A doorstep scam (or doorstep fraud) involves someone coming into your home and knocking on your door, with the aim of tricking you or a relative out of money. There can be added pressure with face-to-face interaction, which can sometimes be more challenging than dealing with phone scams, postal scams and online scams.

Doorstep scams account for around 5% of all scams, according to research by Citizens Advice. Scammers often target older people for doorstep scams, they are more likely to be at home all day and scammers might find it easier to intimidate them. In fact, 85% of victims of doorstep scams are aged 65 and over, according to National Trading Standards.

Bogus callers

These are people who try to get into your home and steal from you or try to get to your personal details. They may work in pairs and could pose as:

  • Strangers who say they need to use your phone because of an emergency
  • Officials, such as gas or electrical meter readers - they may have fake uniforms and ID charity collectors
  • Someone doing market research.

You should:

  • Be suspicious - never let anyone you don't know and trust into your home
  • Always check ID - you can call the company if you are unsure but don't call the number on the caller's card as it may belong to an accomplice. Check the telephone directory or the company's website
  • Set up a utilities password so you can check the caller is genuine - contact your supplier for details
  • Call the police if you are suspicious or feel threatened.

Rogue traders

A trader may call to sell you something or say you need work done, often urgently. They may put pressure on you to make a quick decision and refuse to take no for an answer. If you agree, you may:

  • Spend a lot of money
  • Have no consumer rights
  • End up with sub-standard work.

You should always take your time before deciding to buy something or having work done.
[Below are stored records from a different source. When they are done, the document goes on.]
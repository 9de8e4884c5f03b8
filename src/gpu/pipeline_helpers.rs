//! Shared wgpu boilerplate for the scene pipelines.

/// Depth buffer format used by every pipeline in the crate.
pub const DEPTH_FORMAT: wgpu::TextureFormat = wgpu::TextureFormat::Depth32Float;

/// Uniform buffer binding visible to the given shader stages.
pub fn uniform_buffer(
    binding: u32,
    visibility: wgpu::ShaderStages,
) -> wgpu::BindGroupLayoutEntry {
    wgpu::BindGroupLayoutEntry {
        binding,
        visibility,
        ty: wgpu::BindingType::Buffer {
            ty: wgpu::BufferBindingType::Uniform,
            has_dynamic_offset: false,
            min_binding_size: None,
        },
        count: None,
    }
}

/// Bind group layout holding a single uniform buffer at binding 0.
pub fn single_uniform_layout(
    device: &wgpu::Device,
    label: &str,
    visibility: wgpu::ShaderStages,
) -> wgpu::BindGroupLayout {
    device.create_bind_group_layout(&wgpu::BindGroupLayoutDescriptor {
        label: Some(label),
        entries: &[uniform_buffer(0, visibility)],
    })
}

/// Bind group exposing one uniform buffer at binding 0.
pub fn single_uniform_bind_group(
    device: &wgpu::Device,
    label: &str,
    layout: &wgpu::BindGroupLayout,
    buffer: &wgpu::Buffer,
) -> wgpu::BindGroup {
    device.create_bind_group(&wgpu::BindGroupDescriptor {
        label: Some(label),
        layout,
        entries: &[wgpu::BindGroupEntry {
            binding: 0,
            resource: buffer.as_entire_binding(),
        }],
    })
}

/// Create a depth texture view matching the surface dimensions.
pub fn create_depth_view(
    device: &wgpu::Device,
    width: u32,
    height: u32,
) -> wgpu::TextureView {
    let size = wgpu::Extent3d {
        width: width.max(1),
        height: height.max(1),
        depth_or_array_layers: 1,
    };

    let desc = wgpu::TextureDescriptor {
        label: Some("Depth Texture"),
        size,
        mip_level_count: 1,
        sample_count: 1,
        dimension: wgpu::TextureDimension::D2,
        format: DEPTH_FORMAT,
        usage: wgpu::TextureUsages::RENDER_ATTACHMENT,
        view_formats: &[],
    };

    device
        .create_texture(&desc)
        .create_view(&wgpu::TextureViewDescriptor::default())
}

/// Depth state for opaque geometry (test + write).
pub fn depth_write() -> wgpu::DepthStencilState {
    wgpu::DepthStencilState {
        format: DEPTH_FORMAT,
        depth_write_enabled: true,
        depth_compare: wgpu::CompareFunction::Less,
        stencil: wgpu::StencilState::default(),
        bias: wgpu::DepthBiasState::default(),
    }
}

/// Depth state for blended particles (test only, no write).
pub fn depth_read_only() -> wgpu::DepthStencilState {
    wgpu::DepthStencilState {
        format: DEPTH_FORMAT,
        depth_write_enabled: false,
        depth_compare: wgpu::CompareFunction::Less,
        stencil: wgpu::StencilState::default(),
        bias: wgpu::DepthBiasState::default(),
    }
}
Credit & debit card RFID threat?

Electronic pickpocketing refers to the process of stealing credit/debit card information from people in a public place using RFID (Radio Frequency Identification) technology - otherwise known as Contactless.

Let's not get too excited about this. Do a quick Internet search and you'll find that an industry has grown up to solve a problem that probably doesn't exist. One expert is quoted as saying 'there's probably hundreds of millions of financial crimes being done every year and so far zero, real life RFID crime' (Roger Grimes, July 2017).

The general recommendation is take care, you are far more likely to have a card stolen than the data from it. Just keep your cards securely.